*Description of the task*
Gather each line in the entries that includes the string "ContentArrangement".
___ Input ___
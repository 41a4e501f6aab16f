//! Embedded schema migrations for the ledger database.

use sqlx::SqlitePool;
use thiserror::Error;

#[derive(Debug, Error)]
pub enum MigrationError {
    #[error("Failed to execute migration {version}: {source}")]
    ExecutionError { version: i64, #[source] source: sqlx::Error },
    #[error("Failed to get schema version: {0}")]
    VersionCheckError(#[source] sqlx::Error),
}

#[derive(Debug, Clone)]
pub struct Migration {
    pub version: i64,
    pub description: &'static str,
    pub sql: &'static str,
}

pub fn all_embedded_migrations() -> Vec<Migration> {
    vec![Migration {
        version: 1,
        description: "Defect ledger",
        sql: include_str!("../../../migrations/001_defect_ledger.sql"),
    }]
}

pub struct Migrator {
    pool: SqlitePool,
}

impl Migrator {
    pub fn new(pool: SqlitePool) -> Self {
        Self { pool }
    }

    /// Apply every migration newer than the recorded schema version.
    /// Returns the number applied.
    pub async fn run(&self, migrations: Vec<Migration>) -> Result<usize, MigrationError> {
        self.ensure_migrations_table().await?;
        let current_version = self.current_version().await?;
        let pending: Vec<_> = migrations.into_iter().filter(|m| m.version > current_version).collect();

        for migration in &pending {
            self.apply(migration).await?;
            tracing::debug!(version = migration.version, description = migration.description, "applied ledger migration");
        }

        Ok(pending.len())
    }

    async fn ensure_migrations_table(&self) -> Result<(), MigrationError> {
        sqlx::query(
            "CREATE TABLE IF NOT EXISTS schema_migrations (
                version INTEGER PRIMARY KEY,
                applied_at TEXT NOT NULL DEFAULT (datetime('now')),
                description TEXT
            )"
        )
        .execute(&self.pool)
        .await
        .map_err(|e| MigrationError::ExecutionError { version: 0, source: e })?;
        Ok(())
    }

    pub async fn current_version(&self) -> Result<i64, MigrationError> {
        let result: Option<(i64,)> = sqlx::query_as("SELECT COALESCE(MAX(version), 0) FROM schema_migrations")
            .fetch_optional(&self.pool)
            .await
            .map_err(MigrationError::VersionCheckError)?;
        Ok(result.map_or(0, |(v,)| v))
    }

    async fn apply(&self, migration: &Migration) -> Result<(), MigrationError> {
        let to_err = |e| MigrationError::ExecutionError { version: migration.version, source: e };

        let mut tx = self.pool.begin().await.map_err(to_err)?;
        sqlx::raw_sql(migration.sql).execute(&mut *tx).await.map_err(to_err)?;
        sqlx::query("INSERT INTO schema_migrations (version, description) VALUES (?, ?)")
            .bind(migration.version)
            .bind(migration.description)
            .execute(&mut *tx)
            .await
            .map_err(to_err)?;
        tx.commit().await.map_err(to_err)
    }
}
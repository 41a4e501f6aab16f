//! Logging infrastructure
//!
//! Structured logging using tracing and tracing-subscriber, with optional
//! rolling file output through tracing-appender.

pub mod config;
pub mod logger;

pub use config::{LogConfig, LogFormat, RotationPolicy};
pub use logger::LoggerImpl;
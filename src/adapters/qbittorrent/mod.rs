//! qBittorrent Web API adapter.

pub mod client;
pub mod models;

pub use client::QbitClient;
//! Domain models for the queue sweeper

pub mod config;
pub mod evaluation;
pub mod failure;
pub mod ledger;
pub mod queue;
pub mod source;

pub use config::{
    ArrAppConfig, Config, FeatureSettings, FeaturesConfig, GeneralConfig, LedgerBackend,
    LedgerConfig, LoggingConfig, QbittorrentConfig, RetryConfig, SourcesConfig,
};
pub use evaluation::{
    AttemptVerdict, EvaluationContext, EvaluationReport, ExemptionSets, RemovalOutcome,
    RemovalRecord,
};
pub use failure::{CheckOptions, FailureType};
pub use ledger::{DefectEntry, DeletedDownloads, LedgerScope, LedgerSnapshot};
pub use queue::{QueueItem, QueuePage, StatusMessage, DELAYED_STATUS};
pub use source::{SourceInstance, SourceKind};
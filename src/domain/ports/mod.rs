//! Port trait definitions (Hexagonal Architecture)
//!
//! This module defines async trait interfaces that adapters must implement:
//! - DefectLedger: storage of per-download attempt counters
//! - QueueClient: queue fetch and removal against the *arr apps
//! - ExemptionProvider: private-tracker and protected downloads from the torrent client
//! - FailureClassifier: which queue items exhibit a failure type
//!
//! These traits define the contracts that allow the decision engine to be
//! independent of specific HTTP or storage implementations.

pub mod defect_ledger;
pub mod exemption_provider;
pub mod failure_classifier;
pub mod queue_client;

pub use defect_ledger::DefectLedger;
pub use exemption_provider::{ExemptionProvider, NullExemptionProvider};
pub use failure_classifier::FailureClassifier;
pub use queue_client::QueueClient;
//! `ledger`: inspect or reset the persisted defectiveness ledger.

use anyhow::{bail, Context, Result};
use clap::{Args, Subcommand};
use comfy_table::{presets, Cell, CellAlignment, ContentArrangement, Table};
use serde::Serialize;
use std::path::{Path, PathBuf};

use crate::application::open_defect_ledger;
use crate::cli::output::{output, truncate, CommandOutput};
use crate::domain::models::{LedgerBackend, LedgerSnapshot};
use crate::infrastructure::config::ConfigLoader;

#[derive(Args, Debug)]
pub struct LedgerArgs {
    #[command(subcommand)]
    pub command: LedgerCommands,
}

#[derive(Subcommand, Debug)]
pub enum LedgerCommands {
    /// List tracked downloads and their attempt counts
    Show,
    /// Write the ledger as nested JSON (source -> failure type -> download id)
    Export {
        /// Output file, stdout when omitted
        #[arg(short, long)]
        output: Option<PathBuf>,
    },
    /// Forget every tracked download
    Clear {
        /// Confirm the deletion
        #[arg(long)]
        yes: bool,
    },
}

#[derive(Debug, Serialize)]
pub struct LedgerRowOutput {
    pub source: String,
    pub failure_type: String,
    pub download_id: String,
    pub title: String,
    pub attempts: u32,
}

#[derive(Debug, Serialize)]
pub struct LedgerListOutput {
    pub entries: Vec<LedgerRowOutput>,
    pub total: usize,
}

impl From<&LedgerSnapshot> for LedgerListOutput {
    fn from(snapshot: &LedgerSnapshot) -> Self {
        let entries: Vec<LedgerRowOutput> = snapshot
            .rows()
            .into_iter()
            .map(|(source, failure_type, download_id, entry)| LedgerRowOutput {
                source,
                failure_type: failure_type.to_string(),
                download_id,
                title: entry.title,
                attempts: entry.attempts,
            })
            .collect();
        Self {
            total: entries.len(),
            entries,
        }
    }
}

impl CommandOutput for LedgerListOutput {
    fn to_human(&self) -> String {
        if self.entries.is_empty() {
            return "No tracked downloads.".to_string();
        }

        let mut table = Table::new();
        table
            .load_preset(presets::NOTHING)
            .set_content_arrangement(ContentArrangement::Dynamic)
            .set_header(vec![
                Cell::new("SOURCE"),
                Cell::new("FAILURE TYPE"),
                Cell::new("DOWNLOAD ID"),
                Cell::new("TITLE"),
                Cell::new("ATTEMPTS").set_alignment(CellAlignment::Right),
            ]);
        for row in &self.entries {
            table.add_row(vec![
                Cell::new(&row.source),
                Cell::new(&row.failure_type),
                Cell::new(truncate(&row.download_id, 16)),
                Cell::new(truncate(&row.title, 50)),
                Cell::new(row.attempts).set_alignment(CellAlignment::Right),
            ]);
        }
        format!("{} tracked download(s):\n{table}", self.total)
    }

    fn to_json(&self) -> serde_json::Value {
        serde_json::to_value(self).unwrap_or_default()
    }
}

pub async fn execute(args: LedgerArgs, config_path: Option<&Path>, json_mode: bool) -> Result<()> {
    let config = ConfigLoader::load(config_path)?;
    if config.ledger.backend != LedgerBackend::Sqlite {
        bail!("The ledger is only persisted with `ledger.backend: sqlite`; the in-memory ledger lives inside `run`");
    }
    let ledger = open_defect_ledger(&config.ledger).await?;

    match args.command {
        LedgerCommands::Show => {
            let snapshot = ledger.snapshot().await.context("Failed to read ledger")?;
            output(&LedgerListOutput::from(&snapshot), json_mode);
        }
        LedgerCommands::Export { output: path } => {
            let snapshot = ledger.snapshot().await.context("Failed to read ledger")?;
            let body = serde_json::to_string_pretty(&snapshot)?;
            match path {
                Some(path) => {
                    std::fs::write(&path, body)
                        .with_context(|| format!("Failed to write {}", path.display()))?;
                    println!("Exported {} entries to {}", snapshot.len(), path.display());
                }
                None => println!("{body}"),
            }
        }
        LedgerCommands::Clear { yes } => {
            if !yes {
                bail!("Refusing to clear the ledger without --yes");
            }
            let removed = ledger.clear().await.context("Failed to clear ledger")?;
            if json_mode {
                println!("{}", serde_json::json!({ "removed": removed }));
            } else {
                println!("Removed {removed} ledger entries");
            }
        }
    }
    Ok(())
}
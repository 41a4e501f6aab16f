pub mod check_executor;
pub mod exemption_filters;
pub mod permitted_attempts;
pub mod queue_normalizer;
pub mod queue_rules;
pub mod removal_service;

pub use check_executor::CheckExecutor;
pub use permitted_attempts::{check_permitted_attempts, AttemptsOutcome};
pub use queue_normalizer::{
    dedup_by_download_id, filter_missing_download_id, normalize, summarize_queue, QueueSummary,
};
pub use queue_rules::QueueRuleClassifier;
pub use removal_service::{RemovalFlags, RemovalService};
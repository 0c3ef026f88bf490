//! Numeric helpers: aggregates, rounding, and small conversions.

use rand::Rng;

/// The sum of a slice of numbers; `0.0` for an empty slice.
#[inline]
pub fn sum(numbers: &[f64]) -> f64 {
    numbers.iter().sum()
}

/// Rounds a number to the given number of decimal places.
///
/// # Examples
///
/// ```rust
/// use fnkit::math::round;
///
/// assert_eq!(round(3.14159, 2), 3.14);
/// assert_eq!(round(2.5, 0), 3.0);
/// ```
pub fn round(number: f64, decimals: i32) -> f64 {
    let factor = 10f64.powi(decimals);
    (number * factor).round() / factor
}

/// The arithmetic mean of a slice of numbers.
///
/// An empty slice yields NaN (zero divided by zero).
#[allow(clippy::cast_precision_loss)]
pub fn average(numbers: &[f64]) -> f64 {
    sum(numbers) / numbers.len() as f64
}

/// The factorial of a number; `factorial(0)` is 1.
///
/// # Examples
///
/// ```rust
/// use fnkit::math::factorial;
///
/// assert_eq!(factorial(0), 1);
/// assert_eq!(factorial(5), 120);
/// ```
#[inline]
pub fn factorial(number: u64) -> u64 {
    (1..=number).product()
}

/// The largest value in a slice; negative infinity for an empty slice.
pub fn max(numbers: &[f64]) -> f64 {
    numbers.iter().copied().fold(f64::NEG_INFINITY, f64::max)
}

/// The smallest value in a slice; positive infinity for an empty slice.
pub fn min(numbers: &[f64]) -> f64 {
    numbers.iter().copied().fold(f64::INFINITY, f64::min)
}

/// The remainder of dividing `dividend` by `divisor`.
///
/// Keeps the dividend's sign, like the `%` operator.
#[inline]
pub fn modulo(dividend: f64, divisor: f64) -> f64 {
    dividend % divisor
}

/// A random number in the half-open range `[minimum, maximum)`.
///
/// # Panics
///
/// Panics if `minimum >= maximum`.
pub fn random_between(minimum: f64, maximum: f64) -> f64 {
    rand::rng().random_range(minimum..maximum)
}

/// A random integer between `minimum` and `maximum`, inclusive.
///
/// # Panics
///
/// Panics if `minimum > maximum`.
pub fn random_int_between(minimum: i64, maximum: i64) -> i64 {
    rand::rng().random_range(minimum..=maximum)
}

/// Converts degrees to radians.
#[inline]
pub fn to_radians(degrees: f64) -> f64 {
    degrees.to_radians()
}

/// Converts radians to degrees.
#[inline]
pub fn to_degrees(radians: f64) -> f64 {
    radians.to_degrees()
}
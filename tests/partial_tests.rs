//! Unit tests for the partial! macro.
//!
//! Tests for placeholder-based partial application, thunks, and repeated
//! (chained) partial application.

#![cfg(feature = "compose")]

use fnkit::partial;

fn add(first: i32, second: i32) -> i32 {
    first + second
}

fn add3(first: i32, second: i32, third: i32) -> i32 {
    first + second + third
}

fn clamp(value: i32, low: i32, high: i32) -> i32 {
    value.max(low).min(high)
}

// =============================================================================
// 2-argument functions
// =============================================================================

#[test]
fn test_partial_fixes_first_argument() {
    let add_ten = partial!(add, 10, __);
    assert_eq!(add_ten(5), 15);
    assert_eq!(add_ten(-10), 0);
}

#[test]
fn test_partial_fixes_second_argument() {
    let plus_three = partial!(add, __, 3);
    assert_eq!(plus_three(4), 7);
}

#[test]
fn test_partial_all_fixed_is_thunk() {
    let thunk = partial!(add, 20, 22);
    assert_eq!(thunk(), 42);
    assert_eq!(thunk(), 42); // reusable
}

#[test]
fn test_partial_all_placeholders_is_identity_adapter() {
    let still_add = partial!(add, __, __);
    assert_eq!(still_add(1, 2), add(1, 2));
}

// =============================================================================
// 3-argument functions
// =============================================================================

#[test]
fn test_partial_leading_prefix() {
    let from_one = partial!(add3, 1, __, __);
    assert_eq!(from_one(2, 3), 6);
}

#[test]
fn test_partial_keeps_argument_positions() {
    // clamp(value, low, high) with low and high fixed
    let into_percent = partial!(clamp, __, 0, 100);
    assert_eq!(into_percent(150), 100);
    assert_eq!(into_percent(-3), 0);
    assert_eq!(into_percent(42), 42);
}

#[test]
fn test_partial_middle_argument_open() {
    let bounded_five = partial!(clamp, 5, __, 10);
    assert_eq!(bounded_five(0), 5);
    assert_eq!(bounded_five(7), 7);
}

// =============================================================================
// Chained partial application
// =============================================================================

#[test]
fn test_repeated_partial_concatenates_fixations() {
    let with_one = partial!(add3, 1, __, __);
    let with_one_two = partial!(with_one, 2, __);
    assert_eq!(with_one_two(3), add3(1, 2, 3));
}

#[test]
fn test_chained_partial_is_reusable() {
    let with_one = partial!(add3, 1, __, __);
    let with_one_two = partial!(with_one, 2, __);
    assert_eq!(with_one_two(0), 3);
    assert_eq!(with_one_two(10), 13);
}

#[test]
fn test_partial_with_cloned_fixed_values() {
    fn join(separator: String, left: String, right: String) -> String {
        format!("{left}{separator}{right}")
    }

    let dashed = partial!(join, "-".to_string(), __, __);
    assert_eq!(dashed("a".to_string(), "b".to_string()), "a-b");
    assert_eq!(dashed("x".to_string(), "y".to_string()), "x-y");
}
___
*Answer to this problem*
use comfy_table::{presets, Cell, CellAlignment, ContentArrangement, Table};
            .set_content_arrangement(ContentArrangement::Dynamic)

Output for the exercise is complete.